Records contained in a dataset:
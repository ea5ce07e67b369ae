//! The `{id, data, error}` message carried in every frame payload.
//!
//! ```text
//! request:   {"id":"<seed>-<chan>-<n>","data":{...}}
//! success:   {"id":"<seed>-<chan>-<n>","data":{...}}
//! failure:   {"id":"<seed>-<chan>-<n>","data":null,"error":{"code":"E..","message":".."}}
//! ```
//!
//! Requests and responses share one shape; whether an inbound envelope is a
//! response is decided by the receiving channel's pending-call table.

use serde::{Deserialize, Serialize};
use serde_json::Value;

use crate::error::{Result, RpcError};

/// Logical request/response message.
#[derive(Debug, Clone, PartialEq, Serialize, Deserialize)]
pub struct Envelope {
    /// Correlation id; absent for notifications.
    #[serde(default, skip_serializing_if = "Option::is_none")]
    pub id: Option<Value>,
    /// Request or response body.
    #[serde(default)]
    pub data: Value,
    /// Failure reported by a handler; absent or `null` on success.
    #[serde(default, skip_serializing_if = "Option::is_none")]
    pub error: Option<Value>,
}

impl Envelope {
    /// Outgoing request with a correlation id.
    pub fn request(id: impl Into<String>, data: Value) -> Self {
        Self {
            id: Some(Value::String(id.into())),
            data,
            error: None,
        }
    }

    /// Successful response echoing the request id.
    pub fn success(id: Option<Value>, data: Value) -> Self {
        Self {
            id,
            data,
            error: None,
        }
    }

    /// Failed response echoing the request id.
    pub fn failure(id: Option<Value>, error: Value) -> Self {
        Self {
            id,
            data: Value::Null,
            error: Some(error),
        }
    }

    /// Parse a frame payload.
    ///
    /// Anything but a JSON object is a protocol error.
    pub fn from_slice(payload: &[u8]) -> Result<Self> {
        let value: Value = serde_json::from_slice(payload)?;
        if !value.is_object() {
            return Err(RpcError::Protocol(format!(
                "envelope must be a JSON object, got {}",
                json_kind(&value)
            )));
        }
        Ok(serde_json::from_value(value)?)
    }

    /// Correlation key: strings as-is, numbers by their decimal text.
    pub fn key(&self) -> Option<String> {
        match self.id.as_ref()? {
            Value::String(s) => Some(s.clone()),
            Value::Number(n) => Some(n.to_string()),
            _ => None,
        }
    }

    /// True if the envelope reports a failure.
    #[inline]
    pub fn is_error(&self) -> bool {
        self.error.is_some()
    }
}

fn json_kind(value: &Value) -> &'static str {
    match value {
        Value::Null => "null",
        Value::Bool(_) => "a boolean",
        Value::Number(_) => "a number",
        Value::String(_) => "a string",
        Value::Array(_) => "an array",
        Value::Object(_) => "an object",
    }
}

#[cfg(test)]
mod tests {
    use super::*;
    use serde_json::json;

    #[test]
    fn test_request_omits_error() {
        let envelope = Envelope::request("a-1", json!({"x": 1}));
        let text = serde_json::to_string(&envelope).unwrap();
        assert_eq!(text, r#"{"id":"a-1","data":{"x":1}}"#);
    }

    #[test]
    fn test_null_error_means_success() {
        let envelope = Envelope::from_slice(br#"{"id":"a-1","data":2,"error":null}"#).unwrap();
        assert!(!envelope.is_error());
        assert_eq!(envelope.data, json!(2));
    }

    #[test]
    fn test_missing_data_is_null() {
        let envelope = Envelope::from_slice(br#"{"id":"a-1"}"#).unwrap();
        assert_eq!(envelope.data, Value::Null);
    }

    #[test]
    fn test_numeric_id_key() {
        let envelope = Envelope::from_slice(br#"{"id":17,"data":null}"#).unwrap();
        assert_eq!(envelope.key().as_deref(), Some("17"));
    }

    #[test]
    fn test_notification_has_no_key() {
        let envelope = Envelope::from_slice(br#"{"data":"hello"}"#).unwrap();
        assert_eq!(envelope.key(), None);
    }

    #[test]
    fn test_positional_envelope_rejected() {
        let err = Envelope::from_slice(br#"["a-1",{"x":1},null]"#).unwrap_err();
        assert!(matches!(err, RpcError::Protocol(_)));
    }

    #[test]
    fn test_invalid_json_rejected() {
        assert!(matches!(
            Envelope::from_slice(b"{not json"),
            Err(RpcError::Json(_))
        ));
    }
}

▸ **Task**: Quote all the records. Keep every word exact.

▸ **Your response**:
repository ea5ce07e67b369ae
//! The `{id, data, error}` message carried in every frame payload.
//!
//! ```text
//! request:   {"id":"<seed>-<chan>-<n>","data":{...}}
//! success:   {"id":"<seed>-<chan>-<n>","data":{...}}
//! failure:   {"id":"<seed>-<chan>-<n>","data":null,"error":{"code":"E..","message":".."}}
//! ```
//!
//! Requests and responses share one shape; whether an inbound envelope is a
//! response is decided by the receiving channel's pending-call table.

use serde::{Deserialize, Serialize};
use serde_json::Value;

use crate::error::{Result, RpcError};

/// Logical request/response message.
#[derive(Debug, Clone, PartialEq, Serialize, Deserialize)]
pub struct Envelope {
    /// Correlation id; absent for notifications.
    #[serde(default, skip_serializing_if = "Option::is_none")]
    pub id: Option<Value>,
    /// Request or response body.
    #[serde(default)]
    pub data: Value,
    /// Failure reported by a handler; absent or `null` on success.
    #[serde(default, skip_serializing_if = "Option::is_none")]
    pub error: Option<Value>,
}

impl Envelope {
    /// Outgoing request with a correlation id.
    pub fn request(id: impl Into<String>, data: Value) -> Self {
        Self {
            id: Some(Value::String(id.into())),
            data,
            error: None,
        }
    }

    /// Successful response echoing the request id.
    pub fn success(id: Option<Value>, data: Value) -> Self {
        Self {
            id,
            data,
            error: None,
        }
    }

    /// Failed response echoing the request id.
    pub fn failure(id: Option<Value>, error: Value) -> Self {
        Self {
            id,
            data: Value::Null,
            error: Some(error),
        }
    }

    /// Parse a frame payload.
    ///
    /// Anything but a JSON object is a protocol error.
    pub fn from_slice(payload: &[u8]) -> Result<Self> {
        let value: Value = serde_json::from_slice(payload)?;
        if !value.is_object() {
            return Err(RpcError::Protocol(format!(
                "envelope must be a JSON object, got {}",
                json_kind(&value)
            )));
        }
        Ok(serde_json::from_value(value)?)
    }

    /// Correlation key: strings as-is, numbers by their decimal text.
    pub fn key(&self) -> Option<String> {
        match self.id.as_ref()? {
            Value::String(s) => Some(s.clone()),
            Value::Number(n) => Some(n.to_string()),
            _ => None,
        }
    }

    /// True if the envelope reports a failure.
    #[inline]
    pub fn is_error(&self) -> bool {
        self.error.is_some()
    }
}

fn json_kind(value: &Value) -> &'static str {
    match value {
        Value::Null => "null",
        Value::Bool(_) => "a boolean",
        Value::Number(_) => "a number",
        Value::String(_) => "a string",
        Value::Array(_) => "an array",
        Value::Object(_) => "an object",
    }
}

#[cfg(test)]
mod tests {
    use super::*;
    use serde_json::json;

    #[test]
    fn test_request_omits_error() {
        let envelope = Envelope::request("a-1", json!({"x": 1}));
        let text = serde_json::to_string(&envelope).unwrap();
        assert_eq!(text, r#"{"id":"a-1","data":{"x":1}}"#);
    }

    #[test]
    fn test_null_error_means_success() {
        let envelope = Envelope::from_slice(br#"{"id":"a-1","data":2,"error":null}"#).unwrap();
        assert!(!envelope.is_error());
        assert_eq!(envelope.data, json!(2));
    }

    #[test]
    fn test_missing_data_is_null() {
        let envelope = Envelope::from_slice(br#"{"id":"a-1"}"#).unwrap();
        assert_eq!(envelope.data, Value::Null);
    }

    #[test]
    fn test_numeric_id_key() {
        let envelope = Envelope::from_slice(br#"{"id":17,"data":null}"#).unwrap();
        assert_eq!(envelope.key().as_deref(), Some("17"));
    }

    #[test]
    fn test_notification_has_no_key() {
        let envelope = Envelope::from_slice(br#"{"data":"hello"}"#).unwrap();
        assert_eq!(envelope.key(), None);
    }

    #[test]
    fn test_positional_envelope_rejected() {
        let err = Envelope::from_slice(br#"["a-1",{"x":1},null]"#).unwrap_err();
        assert!(matches!(err, RpcError::Protocol(_)));
    }

    #[test]
    fn test_invalid_json_rejected() {
        assert!(matches!(
            Envelope::from_slice(b"{not json"),
            Err(RpcError::Json(_))
        ));
    }
}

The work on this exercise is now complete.